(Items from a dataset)
---

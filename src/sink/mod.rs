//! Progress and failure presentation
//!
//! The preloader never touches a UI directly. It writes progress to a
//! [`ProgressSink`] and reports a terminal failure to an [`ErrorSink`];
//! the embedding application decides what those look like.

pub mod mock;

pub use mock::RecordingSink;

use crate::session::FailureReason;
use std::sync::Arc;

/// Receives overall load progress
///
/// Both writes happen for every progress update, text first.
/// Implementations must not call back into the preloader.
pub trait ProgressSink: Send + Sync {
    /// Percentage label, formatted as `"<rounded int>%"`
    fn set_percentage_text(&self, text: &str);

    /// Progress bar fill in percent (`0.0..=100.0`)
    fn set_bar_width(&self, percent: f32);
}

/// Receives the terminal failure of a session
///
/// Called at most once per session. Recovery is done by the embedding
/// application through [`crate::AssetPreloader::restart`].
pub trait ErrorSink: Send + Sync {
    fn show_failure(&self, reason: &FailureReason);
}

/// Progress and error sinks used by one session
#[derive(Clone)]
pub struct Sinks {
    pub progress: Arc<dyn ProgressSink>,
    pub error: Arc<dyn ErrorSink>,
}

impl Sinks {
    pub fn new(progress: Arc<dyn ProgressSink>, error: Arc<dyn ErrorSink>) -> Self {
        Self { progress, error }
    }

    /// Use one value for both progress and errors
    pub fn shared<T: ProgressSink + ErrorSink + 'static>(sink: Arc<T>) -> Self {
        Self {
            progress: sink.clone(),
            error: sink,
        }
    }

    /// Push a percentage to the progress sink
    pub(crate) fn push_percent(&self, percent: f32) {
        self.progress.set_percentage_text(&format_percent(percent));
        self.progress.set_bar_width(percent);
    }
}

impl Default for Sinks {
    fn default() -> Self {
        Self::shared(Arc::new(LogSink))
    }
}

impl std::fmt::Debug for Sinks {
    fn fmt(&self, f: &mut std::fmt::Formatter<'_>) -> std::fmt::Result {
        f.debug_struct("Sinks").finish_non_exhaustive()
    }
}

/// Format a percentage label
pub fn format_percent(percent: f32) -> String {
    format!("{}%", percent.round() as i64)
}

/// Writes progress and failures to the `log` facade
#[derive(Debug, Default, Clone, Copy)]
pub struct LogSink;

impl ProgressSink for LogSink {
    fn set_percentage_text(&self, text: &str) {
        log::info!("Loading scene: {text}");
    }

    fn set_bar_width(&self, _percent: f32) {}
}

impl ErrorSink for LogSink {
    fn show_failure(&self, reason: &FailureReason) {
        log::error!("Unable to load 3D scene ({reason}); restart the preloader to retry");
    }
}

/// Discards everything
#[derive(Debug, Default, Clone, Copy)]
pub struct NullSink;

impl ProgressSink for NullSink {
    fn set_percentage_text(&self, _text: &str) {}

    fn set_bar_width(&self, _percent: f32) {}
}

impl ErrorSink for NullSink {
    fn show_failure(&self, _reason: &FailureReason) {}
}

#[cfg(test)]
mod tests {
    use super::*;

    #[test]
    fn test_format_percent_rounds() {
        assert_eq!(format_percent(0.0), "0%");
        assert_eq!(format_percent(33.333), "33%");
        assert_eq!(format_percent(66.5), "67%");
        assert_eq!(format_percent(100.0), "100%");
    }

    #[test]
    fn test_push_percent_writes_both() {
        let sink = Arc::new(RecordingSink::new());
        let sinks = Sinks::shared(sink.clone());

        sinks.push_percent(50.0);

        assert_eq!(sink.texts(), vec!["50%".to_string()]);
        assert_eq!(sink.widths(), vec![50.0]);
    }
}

---

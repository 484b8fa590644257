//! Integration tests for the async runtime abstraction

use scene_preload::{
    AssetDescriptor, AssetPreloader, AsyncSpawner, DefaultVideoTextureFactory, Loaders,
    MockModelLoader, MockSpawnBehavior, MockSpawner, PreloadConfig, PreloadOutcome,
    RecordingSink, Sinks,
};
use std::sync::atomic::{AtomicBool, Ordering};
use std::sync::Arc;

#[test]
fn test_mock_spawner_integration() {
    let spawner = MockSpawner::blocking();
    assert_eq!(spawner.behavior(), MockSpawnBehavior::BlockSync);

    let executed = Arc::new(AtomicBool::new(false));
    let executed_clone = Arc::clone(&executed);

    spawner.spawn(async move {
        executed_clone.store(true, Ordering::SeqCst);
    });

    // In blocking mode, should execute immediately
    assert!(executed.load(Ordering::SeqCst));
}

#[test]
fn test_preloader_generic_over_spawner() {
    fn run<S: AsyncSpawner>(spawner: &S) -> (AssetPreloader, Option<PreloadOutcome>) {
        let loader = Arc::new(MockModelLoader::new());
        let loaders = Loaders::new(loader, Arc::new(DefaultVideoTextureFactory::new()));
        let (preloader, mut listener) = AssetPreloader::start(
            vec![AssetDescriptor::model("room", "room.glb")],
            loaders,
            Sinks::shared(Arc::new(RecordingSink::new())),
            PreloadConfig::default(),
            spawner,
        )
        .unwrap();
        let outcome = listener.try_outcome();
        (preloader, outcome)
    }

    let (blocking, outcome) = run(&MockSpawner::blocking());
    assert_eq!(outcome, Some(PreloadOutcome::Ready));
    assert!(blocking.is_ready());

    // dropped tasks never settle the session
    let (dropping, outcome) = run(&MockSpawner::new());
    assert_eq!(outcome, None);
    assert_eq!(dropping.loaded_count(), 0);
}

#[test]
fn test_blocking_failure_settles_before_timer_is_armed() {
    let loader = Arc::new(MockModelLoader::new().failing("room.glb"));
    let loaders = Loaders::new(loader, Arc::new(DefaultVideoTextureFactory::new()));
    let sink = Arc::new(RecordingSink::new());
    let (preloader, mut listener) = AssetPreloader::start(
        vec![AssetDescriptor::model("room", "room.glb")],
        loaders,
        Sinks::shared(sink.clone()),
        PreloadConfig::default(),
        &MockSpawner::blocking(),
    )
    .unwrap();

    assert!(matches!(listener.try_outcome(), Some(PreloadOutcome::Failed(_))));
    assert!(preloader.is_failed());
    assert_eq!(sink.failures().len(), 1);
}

---

Work order: Return only the lines between the one holding "Self::shared(Arc::new(LogSink))" and the one holding "a percentage label", inclusive, exactly as they appear above.

Result of the exercise:
        Self::shared(Arc::new(LogSink))
    }
}

impl std::fmt::Debug for Sinks {
    fn fmt(&self, f: &mut std::fmt::Formatter<'_>) -> std::fmt::Result {
        f.debug_struct("Sinks").finish_non_exhaustive()
    }
}

/// Format a percentage label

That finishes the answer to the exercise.